Task objective ->
Copy out every line of the data where the word "absolute" is found.

Collected data entries
++++

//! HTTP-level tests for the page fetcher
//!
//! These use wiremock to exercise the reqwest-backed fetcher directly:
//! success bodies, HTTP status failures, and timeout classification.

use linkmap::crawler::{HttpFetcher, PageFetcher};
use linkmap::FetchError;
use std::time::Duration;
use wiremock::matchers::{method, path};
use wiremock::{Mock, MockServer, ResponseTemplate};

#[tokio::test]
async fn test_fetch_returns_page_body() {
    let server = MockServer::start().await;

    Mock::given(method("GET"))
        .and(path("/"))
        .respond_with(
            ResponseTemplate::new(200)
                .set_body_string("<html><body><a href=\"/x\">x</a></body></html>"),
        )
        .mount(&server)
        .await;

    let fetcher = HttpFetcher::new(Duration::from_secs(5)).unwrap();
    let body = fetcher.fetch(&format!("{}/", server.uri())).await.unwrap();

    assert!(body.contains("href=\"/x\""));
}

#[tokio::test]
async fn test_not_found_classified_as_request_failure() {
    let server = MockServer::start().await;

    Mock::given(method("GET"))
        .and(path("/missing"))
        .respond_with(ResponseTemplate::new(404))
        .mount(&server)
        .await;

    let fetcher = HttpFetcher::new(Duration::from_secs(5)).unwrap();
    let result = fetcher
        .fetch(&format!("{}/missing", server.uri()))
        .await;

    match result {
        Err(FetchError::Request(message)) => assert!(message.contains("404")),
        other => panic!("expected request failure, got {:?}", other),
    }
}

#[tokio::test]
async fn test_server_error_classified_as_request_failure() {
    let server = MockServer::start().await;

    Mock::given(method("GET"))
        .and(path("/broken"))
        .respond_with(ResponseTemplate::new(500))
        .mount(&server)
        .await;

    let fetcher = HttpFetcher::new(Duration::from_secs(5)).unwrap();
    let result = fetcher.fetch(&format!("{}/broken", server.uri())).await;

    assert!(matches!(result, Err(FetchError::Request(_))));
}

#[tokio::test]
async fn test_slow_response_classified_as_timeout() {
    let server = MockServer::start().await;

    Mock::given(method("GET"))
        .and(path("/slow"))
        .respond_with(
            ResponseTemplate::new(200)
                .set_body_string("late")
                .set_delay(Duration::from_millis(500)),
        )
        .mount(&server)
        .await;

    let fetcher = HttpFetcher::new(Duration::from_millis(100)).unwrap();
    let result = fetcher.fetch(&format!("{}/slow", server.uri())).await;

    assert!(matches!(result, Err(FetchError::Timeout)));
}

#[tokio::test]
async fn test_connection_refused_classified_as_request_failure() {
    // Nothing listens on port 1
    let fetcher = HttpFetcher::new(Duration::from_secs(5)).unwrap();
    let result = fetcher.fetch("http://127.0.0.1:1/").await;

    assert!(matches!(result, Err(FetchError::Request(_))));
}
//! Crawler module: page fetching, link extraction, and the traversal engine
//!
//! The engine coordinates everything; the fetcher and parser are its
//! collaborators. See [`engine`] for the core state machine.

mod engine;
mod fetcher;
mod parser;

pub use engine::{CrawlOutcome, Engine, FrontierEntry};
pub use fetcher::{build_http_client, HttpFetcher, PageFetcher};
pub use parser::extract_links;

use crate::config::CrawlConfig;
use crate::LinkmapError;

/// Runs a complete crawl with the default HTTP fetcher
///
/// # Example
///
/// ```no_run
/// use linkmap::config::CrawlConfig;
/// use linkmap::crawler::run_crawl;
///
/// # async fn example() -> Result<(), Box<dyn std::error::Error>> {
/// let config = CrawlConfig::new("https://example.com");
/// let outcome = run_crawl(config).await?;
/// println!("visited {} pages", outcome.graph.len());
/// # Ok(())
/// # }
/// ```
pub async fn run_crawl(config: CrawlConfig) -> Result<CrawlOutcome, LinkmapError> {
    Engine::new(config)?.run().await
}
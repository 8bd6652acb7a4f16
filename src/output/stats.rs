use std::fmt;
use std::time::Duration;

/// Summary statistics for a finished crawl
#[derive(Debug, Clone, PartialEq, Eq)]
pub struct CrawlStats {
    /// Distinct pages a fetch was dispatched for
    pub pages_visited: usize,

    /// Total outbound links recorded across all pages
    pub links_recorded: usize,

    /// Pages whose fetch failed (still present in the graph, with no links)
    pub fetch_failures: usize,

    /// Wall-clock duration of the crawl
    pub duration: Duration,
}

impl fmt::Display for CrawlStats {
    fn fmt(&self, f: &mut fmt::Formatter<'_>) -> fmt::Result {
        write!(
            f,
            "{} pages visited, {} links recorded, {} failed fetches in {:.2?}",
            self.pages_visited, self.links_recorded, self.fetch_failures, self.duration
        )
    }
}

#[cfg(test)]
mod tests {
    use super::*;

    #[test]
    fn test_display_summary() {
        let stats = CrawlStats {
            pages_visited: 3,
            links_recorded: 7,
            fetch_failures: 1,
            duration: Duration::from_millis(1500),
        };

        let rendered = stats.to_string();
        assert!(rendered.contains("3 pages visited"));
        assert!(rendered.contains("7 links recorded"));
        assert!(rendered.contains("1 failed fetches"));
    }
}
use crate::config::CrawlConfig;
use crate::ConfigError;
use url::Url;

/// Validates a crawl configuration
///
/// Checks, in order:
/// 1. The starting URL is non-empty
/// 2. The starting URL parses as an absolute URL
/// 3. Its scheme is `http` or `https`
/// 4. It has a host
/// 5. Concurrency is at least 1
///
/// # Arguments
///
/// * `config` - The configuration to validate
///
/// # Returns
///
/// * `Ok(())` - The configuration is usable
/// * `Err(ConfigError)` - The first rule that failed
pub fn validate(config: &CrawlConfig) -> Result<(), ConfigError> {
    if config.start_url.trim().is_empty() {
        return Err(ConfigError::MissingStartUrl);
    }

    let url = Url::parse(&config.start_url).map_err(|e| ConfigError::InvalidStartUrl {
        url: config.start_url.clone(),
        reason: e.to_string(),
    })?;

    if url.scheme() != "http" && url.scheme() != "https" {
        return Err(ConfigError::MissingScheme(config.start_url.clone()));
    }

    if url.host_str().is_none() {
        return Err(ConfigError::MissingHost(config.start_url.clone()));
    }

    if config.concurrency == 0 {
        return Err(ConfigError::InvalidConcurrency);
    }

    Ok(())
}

++++

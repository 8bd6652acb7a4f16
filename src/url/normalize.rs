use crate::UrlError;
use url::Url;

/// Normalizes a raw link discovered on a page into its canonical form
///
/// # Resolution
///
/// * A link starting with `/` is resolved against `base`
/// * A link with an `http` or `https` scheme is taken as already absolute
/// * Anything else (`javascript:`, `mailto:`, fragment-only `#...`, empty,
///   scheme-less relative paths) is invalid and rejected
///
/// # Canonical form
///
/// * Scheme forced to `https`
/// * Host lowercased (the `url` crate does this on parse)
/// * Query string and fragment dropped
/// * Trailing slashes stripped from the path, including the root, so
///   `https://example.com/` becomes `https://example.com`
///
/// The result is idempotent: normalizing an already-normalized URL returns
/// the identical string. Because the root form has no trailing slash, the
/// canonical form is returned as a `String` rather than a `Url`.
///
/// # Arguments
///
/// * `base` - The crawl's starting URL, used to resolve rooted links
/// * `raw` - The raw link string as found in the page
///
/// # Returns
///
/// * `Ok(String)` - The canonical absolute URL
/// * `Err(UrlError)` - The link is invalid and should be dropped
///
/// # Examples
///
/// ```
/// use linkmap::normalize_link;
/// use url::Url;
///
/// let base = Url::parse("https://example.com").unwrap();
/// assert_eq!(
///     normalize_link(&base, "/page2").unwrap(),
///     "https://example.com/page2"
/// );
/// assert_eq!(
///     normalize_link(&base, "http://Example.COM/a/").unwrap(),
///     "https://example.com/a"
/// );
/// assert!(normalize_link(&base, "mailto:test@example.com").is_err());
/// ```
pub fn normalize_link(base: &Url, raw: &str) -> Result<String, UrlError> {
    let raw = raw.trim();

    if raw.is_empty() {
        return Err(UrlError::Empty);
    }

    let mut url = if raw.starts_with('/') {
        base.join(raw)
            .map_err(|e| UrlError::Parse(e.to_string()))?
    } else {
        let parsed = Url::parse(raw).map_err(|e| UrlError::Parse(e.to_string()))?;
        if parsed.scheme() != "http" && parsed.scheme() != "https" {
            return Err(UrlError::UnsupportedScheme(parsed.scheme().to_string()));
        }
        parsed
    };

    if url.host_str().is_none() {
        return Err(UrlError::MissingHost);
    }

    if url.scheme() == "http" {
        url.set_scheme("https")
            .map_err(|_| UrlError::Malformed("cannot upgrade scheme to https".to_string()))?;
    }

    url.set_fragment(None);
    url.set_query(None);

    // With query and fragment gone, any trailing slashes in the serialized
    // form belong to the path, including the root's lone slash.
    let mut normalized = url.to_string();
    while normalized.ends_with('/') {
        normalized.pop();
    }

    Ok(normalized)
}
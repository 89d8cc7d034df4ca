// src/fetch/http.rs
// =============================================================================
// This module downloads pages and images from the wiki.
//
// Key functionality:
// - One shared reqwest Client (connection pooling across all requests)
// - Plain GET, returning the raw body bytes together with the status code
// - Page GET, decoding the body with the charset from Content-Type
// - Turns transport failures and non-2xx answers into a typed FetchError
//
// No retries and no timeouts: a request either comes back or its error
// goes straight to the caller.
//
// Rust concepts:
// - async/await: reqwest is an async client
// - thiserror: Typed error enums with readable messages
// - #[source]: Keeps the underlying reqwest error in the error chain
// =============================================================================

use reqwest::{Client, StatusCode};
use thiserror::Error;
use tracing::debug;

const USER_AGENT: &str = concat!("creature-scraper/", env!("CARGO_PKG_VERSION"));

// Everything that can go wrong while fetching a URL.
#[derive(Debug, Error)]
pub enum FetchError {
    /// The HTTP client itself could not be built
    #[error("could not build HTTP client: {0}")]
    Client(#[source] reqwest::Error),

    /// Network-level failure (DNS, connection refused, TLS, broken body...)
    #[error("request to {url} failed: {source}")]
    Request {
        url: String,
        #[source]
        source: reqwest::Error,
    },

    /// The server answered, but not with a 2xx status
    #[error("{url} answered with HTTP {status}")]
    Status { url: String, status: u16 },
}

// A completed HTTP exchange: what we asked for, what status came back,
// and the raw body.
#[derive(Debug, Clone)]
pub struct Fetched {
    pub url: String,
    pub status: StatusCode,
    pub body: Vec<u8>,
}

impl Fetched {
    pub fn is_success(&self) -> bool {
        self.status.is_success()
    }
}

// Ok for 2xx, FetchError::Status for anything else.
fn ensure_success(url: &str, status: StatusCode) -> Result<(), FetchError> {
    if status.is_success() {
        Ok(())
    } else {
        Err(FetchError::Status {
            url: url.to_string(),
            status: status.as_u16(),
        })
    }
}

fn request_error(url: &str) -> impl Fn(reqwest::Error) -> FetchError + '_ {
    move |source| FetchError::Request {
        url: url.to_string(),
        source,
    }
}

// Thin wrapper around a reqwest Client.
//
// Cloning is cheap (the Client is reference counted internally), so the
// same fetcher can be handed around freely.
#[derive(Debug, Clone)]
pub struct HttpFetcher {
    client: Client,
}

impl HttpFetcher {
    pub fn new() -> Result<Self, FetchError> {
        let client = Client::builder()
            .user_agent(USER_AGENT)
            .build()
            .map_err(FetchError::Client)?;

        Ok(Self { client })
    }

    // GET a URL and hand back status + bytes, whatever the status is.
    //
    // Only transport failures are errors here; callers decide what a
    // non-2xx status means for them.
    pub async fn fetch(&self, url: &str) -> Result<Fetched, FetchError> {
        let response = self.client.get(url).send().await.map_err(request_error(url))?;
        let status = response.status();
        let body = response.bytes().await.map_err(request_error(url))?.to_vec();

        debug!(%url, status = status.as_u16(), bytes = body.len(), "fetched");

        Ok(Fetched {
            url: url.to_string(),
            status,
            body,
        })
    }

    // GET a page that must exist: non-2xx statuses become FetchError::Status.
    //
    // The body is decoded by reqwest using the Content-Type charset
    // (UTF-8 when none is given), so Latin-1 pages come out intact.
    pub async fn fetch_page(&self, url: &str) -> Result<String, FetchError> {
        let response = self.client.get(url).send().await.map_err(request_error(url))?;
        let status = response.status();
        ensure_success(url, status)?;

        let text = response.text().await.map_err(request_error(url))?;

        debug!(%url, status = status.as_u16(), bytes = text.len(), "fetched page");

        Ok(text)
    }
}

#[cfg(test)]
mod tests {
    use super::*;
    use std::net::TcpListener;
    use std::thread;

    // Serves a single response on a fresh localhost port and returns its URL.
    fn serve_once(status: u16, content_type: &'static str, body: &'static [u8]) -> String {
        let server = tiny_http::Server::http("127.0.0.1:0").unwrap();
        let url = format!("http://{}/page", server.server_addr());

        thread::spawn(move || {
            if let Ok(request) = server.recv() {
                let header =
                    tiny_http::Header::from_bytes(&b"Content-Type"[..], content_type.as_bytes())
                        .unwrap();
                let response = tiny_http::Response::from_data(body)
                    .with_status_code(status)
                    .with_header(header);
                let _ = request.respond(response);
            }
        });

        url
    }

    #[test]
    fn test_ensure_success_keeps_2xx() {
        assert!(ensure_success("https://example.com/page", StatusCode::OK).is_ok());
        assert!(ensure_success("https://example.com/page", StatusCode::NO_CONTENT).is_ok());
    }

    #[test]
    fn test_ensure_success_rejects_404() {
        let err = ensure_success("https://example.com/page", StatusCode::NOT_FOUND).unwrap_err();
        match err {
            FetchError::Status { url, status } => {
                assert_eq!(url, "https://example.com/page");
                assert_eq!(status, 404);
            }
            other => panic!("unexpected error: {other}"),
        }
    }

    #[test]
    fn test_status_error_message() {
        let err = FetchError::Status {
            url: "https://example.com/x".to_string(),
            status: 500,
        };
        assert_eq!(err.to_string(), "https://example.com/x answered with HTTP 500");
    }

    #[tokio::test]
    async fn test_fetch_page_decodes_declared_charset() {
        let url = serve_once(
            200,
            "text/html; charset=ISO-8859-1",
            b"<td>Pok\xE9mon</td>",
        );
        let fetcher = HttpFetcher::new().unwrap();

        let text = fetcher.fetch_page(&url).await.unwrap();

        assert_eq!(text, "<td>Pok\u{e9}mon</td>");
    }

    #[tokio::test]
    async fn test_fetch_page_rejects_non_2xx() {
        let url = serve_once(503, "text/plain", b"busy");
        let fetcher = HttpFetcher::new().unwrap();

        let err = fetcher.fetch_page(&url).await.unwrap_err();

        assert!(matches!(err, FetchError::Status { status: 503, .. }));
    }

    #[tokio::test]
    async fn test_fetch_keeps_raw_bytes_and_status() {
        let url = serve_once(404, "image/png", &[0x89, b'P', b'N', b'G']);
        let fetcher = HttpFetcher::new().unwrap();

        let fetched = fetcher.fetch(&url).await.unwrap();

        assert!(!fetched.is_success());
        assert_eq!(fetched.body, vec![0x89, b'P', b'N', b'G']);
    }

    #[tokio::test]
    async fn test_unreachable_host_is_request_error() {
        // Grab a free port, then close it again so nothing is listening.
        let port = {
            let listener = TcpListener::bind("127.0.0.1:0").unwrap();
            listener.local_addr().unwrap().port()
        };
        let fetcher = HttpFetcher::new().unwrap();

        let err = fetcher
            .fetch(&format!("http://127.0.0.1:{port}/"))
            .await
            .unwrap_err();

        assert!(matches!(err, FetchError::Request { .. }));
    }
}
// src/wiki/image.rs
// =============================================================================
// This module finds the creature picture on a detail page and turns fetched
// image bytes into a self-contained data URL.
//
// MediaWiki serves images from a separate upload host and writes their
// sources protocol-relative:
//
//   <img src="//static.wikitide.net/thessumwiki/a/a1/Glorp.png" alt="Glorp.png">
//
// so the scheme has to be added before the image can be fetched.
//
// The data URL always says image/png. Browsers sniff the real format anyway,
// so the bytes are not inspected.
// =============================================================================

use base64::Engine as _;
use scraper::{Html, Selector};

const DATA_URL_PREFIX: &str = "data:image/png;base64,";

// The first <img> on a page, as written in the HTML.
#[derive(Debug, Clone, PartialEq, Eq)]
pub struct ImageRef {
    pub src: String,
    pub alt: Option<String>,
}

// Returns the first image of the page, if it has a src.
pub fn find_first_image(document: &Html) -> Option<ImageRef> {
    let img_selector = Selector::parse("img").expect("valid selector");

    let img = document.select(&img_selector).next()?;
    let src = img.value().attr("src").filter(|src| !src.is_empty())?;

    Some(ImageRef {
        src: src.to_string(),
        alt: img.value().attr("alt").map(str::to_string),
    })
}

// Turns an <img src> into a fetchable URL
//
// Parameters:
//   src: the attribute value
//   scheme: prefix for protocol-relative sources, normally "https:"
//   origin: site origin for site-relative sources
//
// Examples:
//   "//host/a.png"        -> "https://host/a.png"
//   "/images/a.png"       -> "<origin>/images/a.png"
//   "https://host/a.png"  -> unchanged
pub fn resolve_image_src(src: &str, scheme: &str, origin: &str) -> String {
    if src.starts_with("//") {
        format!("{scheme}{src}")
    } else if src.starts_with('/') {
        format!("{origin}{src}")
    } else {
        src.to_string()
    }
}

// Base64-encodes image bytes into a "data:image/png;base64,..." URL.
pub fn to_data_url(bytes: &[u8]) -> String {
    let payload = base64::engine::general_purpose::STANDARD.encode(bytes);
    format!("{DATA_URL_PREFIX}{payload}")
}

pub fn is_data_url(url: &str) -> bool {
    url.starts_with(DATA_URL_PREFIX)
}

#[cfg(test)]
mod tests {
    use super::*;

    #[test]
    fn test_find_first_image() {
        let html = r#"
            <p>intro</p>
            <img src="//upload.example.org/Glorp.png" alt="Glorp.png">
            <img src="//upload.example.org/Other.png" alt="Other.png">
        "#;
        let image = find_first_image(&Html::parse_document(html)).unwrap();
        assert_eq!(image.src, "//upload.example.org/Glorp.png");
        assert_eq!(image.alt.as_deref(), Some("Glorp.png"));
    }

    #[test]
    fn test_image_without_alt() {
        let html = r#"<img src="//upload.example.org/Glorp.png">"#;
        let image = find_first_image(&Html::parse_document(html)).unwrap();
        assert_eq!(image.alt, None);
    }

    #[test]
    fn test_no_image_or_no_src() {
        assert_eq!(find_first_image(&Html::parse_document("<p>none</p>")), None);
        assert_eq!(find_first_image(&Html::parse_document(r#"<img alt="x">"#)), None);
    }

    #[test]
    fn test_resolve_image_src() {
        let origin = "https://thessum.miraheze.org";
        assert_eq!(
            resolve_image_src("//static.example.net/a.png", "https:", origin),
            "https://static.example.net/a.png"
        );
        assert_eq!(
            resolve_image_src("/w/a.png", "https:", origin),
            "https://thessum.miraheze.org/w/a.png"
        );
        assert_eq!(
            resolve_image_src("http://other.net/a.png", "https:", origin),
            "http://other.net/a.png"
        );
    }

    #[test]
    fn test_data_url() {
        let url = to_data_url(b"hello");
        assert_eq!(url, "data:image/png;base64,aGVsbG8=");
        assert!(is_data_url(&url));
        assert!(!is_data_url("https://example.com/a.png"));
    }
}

++++

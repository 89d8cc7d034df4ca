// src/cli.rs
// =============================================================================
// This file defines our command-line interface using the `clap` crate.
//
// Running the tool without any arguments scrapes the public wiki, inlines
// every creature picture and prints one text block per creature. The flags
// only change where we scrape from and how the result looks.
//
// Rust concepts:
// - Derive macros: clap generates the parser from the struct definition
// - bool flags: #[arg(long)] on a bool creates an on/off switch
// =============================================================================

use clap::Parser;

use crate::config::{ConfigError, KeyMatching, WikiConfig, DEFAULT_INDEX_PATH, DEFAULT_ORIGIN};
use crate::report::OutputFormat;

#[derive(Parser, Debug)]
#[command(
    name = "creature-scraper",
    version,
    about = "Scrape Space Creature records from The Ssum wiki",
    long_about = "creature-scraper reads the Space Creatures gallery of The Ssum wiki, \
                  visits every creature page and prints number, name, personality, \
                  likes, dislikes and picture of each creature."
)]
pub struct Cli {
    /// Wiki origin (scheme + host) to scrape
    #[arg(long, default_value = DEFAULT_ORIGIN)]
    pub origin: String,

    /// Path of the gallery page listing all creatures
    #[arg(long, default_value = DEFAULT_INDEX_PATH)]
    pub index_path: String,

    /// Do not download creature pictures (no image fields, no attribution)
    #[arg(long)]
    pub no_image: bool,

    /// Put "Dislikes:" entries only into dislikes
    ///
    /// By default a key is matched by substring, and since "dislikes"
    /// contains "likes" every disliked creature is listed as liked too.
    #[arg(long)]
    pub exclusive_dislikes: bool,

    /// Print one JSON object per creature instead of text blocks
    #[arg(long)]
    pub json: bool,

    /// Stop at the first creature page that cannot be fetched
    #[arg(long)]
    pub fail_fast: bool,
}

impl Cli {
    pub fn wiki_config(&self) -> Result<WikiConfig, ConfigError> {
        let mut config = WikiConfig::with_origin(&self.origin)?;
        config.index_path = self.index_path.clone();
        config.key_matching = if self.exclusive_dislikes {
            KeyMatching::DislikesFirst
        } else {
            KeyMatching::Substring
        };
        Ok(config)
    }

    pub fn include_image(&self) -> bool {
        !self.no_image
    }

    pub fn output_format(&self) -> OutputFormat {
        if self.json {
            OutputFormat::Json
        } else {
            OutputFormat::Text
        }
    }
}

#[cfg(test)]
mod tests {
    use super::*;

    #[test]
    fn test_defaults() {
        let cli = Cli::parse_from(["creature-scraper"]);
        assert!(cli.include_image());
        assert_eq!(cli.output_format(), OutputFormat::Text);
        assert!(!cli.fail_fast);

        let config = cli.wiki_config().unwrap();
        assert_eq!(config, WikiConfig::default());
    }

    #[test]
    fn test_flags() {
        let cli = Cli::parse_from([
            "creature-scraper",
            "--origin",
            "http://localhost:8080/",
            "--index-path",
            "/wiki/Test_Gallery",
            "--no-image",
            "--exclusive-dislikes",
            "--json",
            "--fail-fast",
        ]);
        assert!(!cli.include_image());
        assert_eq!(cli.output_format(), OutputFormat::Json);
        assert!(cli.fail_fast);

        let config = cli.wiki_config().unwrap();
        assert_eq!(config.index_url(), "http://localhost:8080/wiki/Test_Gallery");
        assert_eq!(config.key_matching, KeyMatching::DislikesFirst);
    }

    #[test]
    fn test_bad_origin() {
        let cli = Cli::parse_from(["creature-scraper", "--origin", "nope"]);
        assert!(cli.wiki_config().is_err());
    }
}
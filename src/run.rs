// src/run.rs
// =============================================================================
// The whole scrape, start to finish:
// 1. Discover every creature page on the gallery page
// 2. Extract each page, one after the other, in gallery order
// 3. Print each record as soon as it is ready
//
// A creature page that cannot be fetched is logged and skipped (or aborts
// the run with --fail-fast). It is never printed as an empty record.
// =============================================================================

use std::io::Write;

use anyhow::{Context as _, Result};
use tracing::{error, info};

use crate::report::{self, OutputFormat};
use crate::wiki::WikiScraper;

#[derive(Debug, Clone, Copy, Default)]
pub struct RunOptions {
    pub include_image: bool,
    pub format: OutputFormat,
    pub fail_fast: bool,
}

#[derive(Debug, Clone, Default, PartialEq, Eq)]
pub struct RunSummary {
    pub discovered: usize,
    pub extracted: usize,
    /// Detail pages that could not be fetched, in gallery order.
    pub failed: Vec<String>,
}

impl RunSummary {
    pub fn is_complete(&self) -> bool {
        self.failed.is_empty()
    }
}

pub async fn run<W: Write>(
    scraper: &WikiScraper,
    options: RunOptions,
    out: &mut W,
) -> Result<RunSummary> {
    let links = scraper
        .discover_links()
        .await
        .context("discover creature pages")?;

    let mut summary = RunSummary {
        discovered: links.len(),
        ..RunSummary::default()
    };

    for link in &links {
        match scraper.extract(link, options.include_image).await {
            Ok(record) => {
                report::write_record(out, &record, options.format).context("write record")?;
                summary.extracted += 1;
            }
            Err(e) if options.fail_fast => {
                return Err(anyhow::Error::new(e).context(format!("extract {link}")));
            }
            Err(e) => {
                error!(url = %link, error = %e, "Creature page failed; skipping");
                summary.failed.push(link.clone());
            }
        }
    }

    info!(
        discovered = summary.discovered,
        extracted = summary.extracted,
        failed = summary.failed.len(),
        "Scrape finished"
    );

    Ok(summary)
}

++++

Output for this task ->
/// 2. The starting URL parses as an absolute URL
/// * A link with an `http` or `https` scheme is taken as already absolute
/// * `Ok(String)` - The canonical absolute URL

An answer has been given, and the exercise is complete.